Vicino al card. Tettamanzi anche il sociologo della Cattolica, Eugenio Zucchetti che, sempre sul Portale della Comunità Ambrosiana, ha osservato come la chiusura dei milanesi nei confronti dello straniero nasce da un “clima di incertezza, di insicurezza che regna nella città”, e che “genera sospetto, aggressività e paura”. Per Zucchetti “la città contemporanea, tra cui Milano, comincia a fare i conti con le cosiddette ‘classi pericolose’, quei gruppi da cui difendersi (gli altri, i diversi, le persone che non sanno o non sono in grado di mantenersi, di lavorare o di consumare a sufficienza)”. E così “più che protezione sociale si chiede sicurezza”.

Padre Lidio Zaupa – parroco stimmatino della comunità milanese di S. Croce –, raggiunto telefonicamente da Adista, ci ha detto: “C’è una domanda che il Cardinale ha posto nel suo discorso che mi interroga: ‘Sappiamo dialogare a Milano?’. È proprio vero, a Milano si fatica ad incontrarsi, a parlarsi, a convivere.

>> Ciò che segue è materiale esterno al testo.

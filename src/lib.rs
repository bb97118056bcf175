//! deviem site backend - library for app logic and testing

pub mod admin;
pub mod auth;
pub mod config;
pub mod gateway;
pub mod logging;
pub mod monitor;
pub mod routes;
pub mod sync;
pub mod trigger;

use axum::{
    extract::DefaultBodyLimit,
    http::{HeaderValue, Method},
    middleware,
    routing::{get, patch, post},
    Router,
};
use std::sync::{Arc, Mutex};
use std::time::Duration;
use tower_http::{
    compression::CompressionLayer, cors::CorsLayer, limit::RequestBodyLimitLayer, trace::TraceLayer,
};

use admin::{AdminPanel, ContentStores};
use auth::challenge::{ChallengeVerifier, PresenceChallenge, TurnstileChallenge};
use auth::storage::{FileStorage, KeyValueStore};
use auth::users::UserDirectory;
use auth::{AuthGate, CredentialVerifier};
use config::{Config, DEFAULT_ADMIN_PASSWORD};
use gateway::postgrest::PostgrestClient;
use gateway::storage::{BlobStore, ImageStorage, SupabaseStorage};
use gateway::{Remote, TableStore};
use monitor::ConnectionMonitor;
use sync::SyncBus;
use trigger::TriggerRegistry;

/// Shared handles every route works with.
#[derive(Clone)]
pub struct AppState {
    pub gate: Arc<AuthGate>,
    pub stores: ContentStores,
    pub panel: Arc<AdminPanel>,
    pub monitor: Arc<ConnectionMonitor>,
    pub triggers: Arc<Mutex<TriggerRegistry>>,
}

impl AppState {
    /// Wires stores, panel and monitor around one gate and one sync bus.
    /// Stores are created unmounted.
    pub fn new(
        remote: Remote,
        blobs: Option<Arc<dyn BlobStore>>,
        users: UserDirectory,
        health_timeout: Duration,
    ) -> Self {
        let gate = remote.gate().clone();
        let stores = ContentStores::new(remote.clone(), SyncBus::new());
        let images = ImageStorage::new(blobs, gate.clone());
        let panel = Arc::new(AdminPanel::new(
            gate.clone(),
            stores.clone(),
            Arc::new(users),
            images,
        ));
        let monitor = Arc::new(ConnectionMonitor::new(remote.table_store(), health_timeout));

        Self {
            gate,
            stores,
            panel,
            monitor,
            triggers: Arc::new(Mutex::new(TriggerRegistry::default())),
        }
    }
}

/// Configure CORS from environment variables.
/// Uses ALLOWED_ORIGINS (comma-separated) or FRONTEND_ORIGIN.
/// Falls back to the local Vite dev server.
pub fn configure_cors() -> CorsLayer {
    let allowed_origins = std::env::var("ALLOWED_ORIGINS")
        .ok()
        .and_then(|s| {
            let origins: Vec<HeaderValue> = s
                .split(',')
                .filter_map(|origin| origin.trim().parse().ok())
                .collect();
            if origins.is_empty() {
                None
            } else {
                Some(origins)
            }
        })
        .or_else(|| {
            std::env::var("FRONTEND_ORIGIN")
                .ok()
                .and_then(|s| s.parse().ok())
                .map(|origin| vec![origin])
        })
        .unwrap_or_else(|| {
            vec![
                HeaderValue::from_static("http://localhost:5173"),
                HeaderValue::from_static("http://127.0.0.1:5173"),
            ]
        });

    CorsLayer::new()
        .allow_origin(allowed_origins)
        .allow_methods([
            Method::GET,
            Method::POST,
            Method::PUT,
            Method::PATCH,
            Method::DELETE,
        ])
        .allow_headers([
            axum::http::header::CONTENT_TYPE,
            axum::http::header::AUTHORIZATION,
            axum::http::HeaderName::from_static(routes::admin::CLIENT_ID_HEADER),
        ])
        .allow_credentials(true)
}

/// Create and configure the application router.
pub fn create_app(state: AppState) -> Router {
    let cors = configure_cors();
    tracing::info!("CORS configured");

    Router::new()
        .route("/api/site", get(routes::content::get_site))
        .route("/api/projects", get(routes::content::get_projects))
        .route("/api/testimonials", get(routes::content::get_testimonials))
        .route("/api/talks", get(routes::content::get_talks))
        .route("/api/settings", get(routes::content::get_settings))
        .route("/api/trigger", post(routes::admin::press_key))
        .route("/api/admin/login", post(routes::admin::login))
        .route("/api/admin/logout", post(routes::admin::logout))
        .route("/api/admin/session", get(routes::admin::session))
        .route(
            "/api/admin/panel",
            get(routes::admin::get_panel).put(routes::admin::update_panel),
        )
        .route("/api/admin/projects", post(routes::admin::create_project))
        .route(
            "/api/admin/projects/{id}",
            axum::routing::put(routes::admin::update_project).delete(routes::admin::delete_project),
        )
        .route(
            "/api/admin/testimonials",
            post(routes::admin::create_testimonial),
        )
        .route(
            "/api/admin/testimonials/{id}",
            axum::routing::put(routes::admin::update_testimonial)
                .delete(routes::admin::delete_testimonial),
        )
        .route("/api/admin/talks", post(routes::admin::create_talk))
        .route(
            "/api/admin/talks/{id}",
            axum::routing::put(routes::admin::update_talk).delete(routes::admin::delete_talk),
        )
        .route("/api/admin/settings", patch(routes::admin::update_settings))
        .route(
            "/api/admin/users",
            get(routes::admin::list_users).post(routes::admin::create_user),
        )
        .route(
            "/api/admin/users/{id}",
            patch(routes::admin::update_user).delete(routes::admin::delete_user),
        )
        .route(
            "/api/admin/upload",
            post(routes::upload::upload_image)
                .delete(routes::upload::delete_image)
                .layer(DefaultBodyLimit::max(routes::upload::UPLOAD_BODY_LIMIT)),
        )
        .route("/health", get(routes::health::health_ping))
        .route("/health/detailed", get(routes::health::health_detailed))
        .route("/health/ready", get(routes::health::health_ready))
        .route("/health/supabase", get(routes::health::health_supabase))
        .with_state(state)
        .layer(logging::middleware::propagate_request_id_layer())
        .layer(middleware::from_fn(logging::middleware::log_request))
        .layer(logging::middleware::request_id_layer())
        .layer(TraceLayer::new_for_http())
        // Compress responses with gzip/br automatically
        .layer(CompressionLayer::new())
        // Global cap sized for the largest image upload
        .layer(RequestBodyLimitLayer::new(routes::upload::UPLOAD_BODY_LIMIT))
        .layer(cors)
}

/// Run the server (used by main).
pub async fn run() {
    let config = Config::from_env().expect("Invalid configuration");

    // Guards MUST be held for the programme's lifetime; dropping them early
    // shuts down background log-writer threads and loses buffered log lines.
    let _log_guards = logging::init(&config.environment);

    routes::health::init_start_time();

    if config.is_production() {
        let password_from_env =
            std::env::var("ADMIN_PASSWORD_HASH").is_ok() || std::env::var("ADMIN_PASSWORD").is_ok();
        if !password_from_env {
            tracing::warn!(
                "SECURITY: Neither ADMIN_PASSWORD_HASH nor ADMIN_PASSWORD is set. \
                 The built-in default password is in use. \
                 Set ADMIN_PASSWORD_HASH to a bcrypt hash of a strong password."
            );
        } else if std::env::var("ADMIN_PASSWORD").as_deref() == Ok(DEFAULT_ADMIN_PASSWORD) {
            tracing::warn!("SECURITY: ADMIN_PASSWORD is set to the built-in default.");
        }
        if config.turnstile_secret.is_none() {
            tracing::warn!(
                "SECURITY: TURNSTILE_SECRET_KEY is not set. \
                 Login only checks that a challenge token is present."
            );
        }
    }

    let storage: Arc<dyn KeyValueStore> = Arc::new(
        FileStorage::open(&config.storage_path).expect("Failed to open session storage"),
    );

    let challenge: Arc<dyn ChallengeVerifier> = match &config.turnstile_secret {
        Some(secret) => Arc::new(TurnstileChallenge::new(secret.clone())),
        None => Arc::new(PresenceChallenge),
    };
    let gate = Arc::new(AuthGate::new(
        storage.clone(),
        CredentialVerifier::new(&config.admin),
        challenge,
    ));

    let (table_store, blobs) = match &config.supabase {
        Some(supabase) => {
            tracing::info!("Supabase configured at {}", supabase.url);
            let table_store: Arc<dyn TableStore> = Arc::new(PostgrestClient::new(supabase));
            let blobs: Arc<dyn BlobStore> = Arc::new(SupabaseStorage::new(supabase));
            (Some(table_store), Some(blobs))
        }
        None => {
            tracing::warn!(
                "SUPABASE_URL / SUPABASE_ANON_KEY not set. Serving built-in fallback content."
            );
            (None, None)
        }
    };

    let users = UserDirectory::new(storage, config.admin.clone());
    let state = AppState::new(
        Remote::new(table_store, gate),
        blobs,
        users,
        config.health_timeout,
    );

    state.stores.mount_all().await;
    state.stores.spawn_auto_refresh(config.auto_refresh_interval);
    state.monitor.spawn_polling(config.health_poll_interval);

    let app = create_app(state);

    let addr = config.bind_address;
    tracing::info!("Starting server on {}", addr);

    let listener = tokio::net::TcpListener::bind(addr)
        .await
        .expect("Failed to bind to address");

    axum::serve(listener, app).await.expect("Server error");
}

I milanesi sono ottimi protagonisti, culturalmente preparati, ma ognuno gestisce in proprio il suo patrimonio. E le ‘piccole isole’ non esistono solo a livello sociale ma anche ecclesiale. L’impegno della Chiesa ambrosiana per i prossimi anni sarà proprio quello di creare condizioni per parlare a tutti, specialmente ai musulmani, ai rom e ai terzomondiali, spesso rimasti ai margini del tessuto sociale ed ecclesiale”.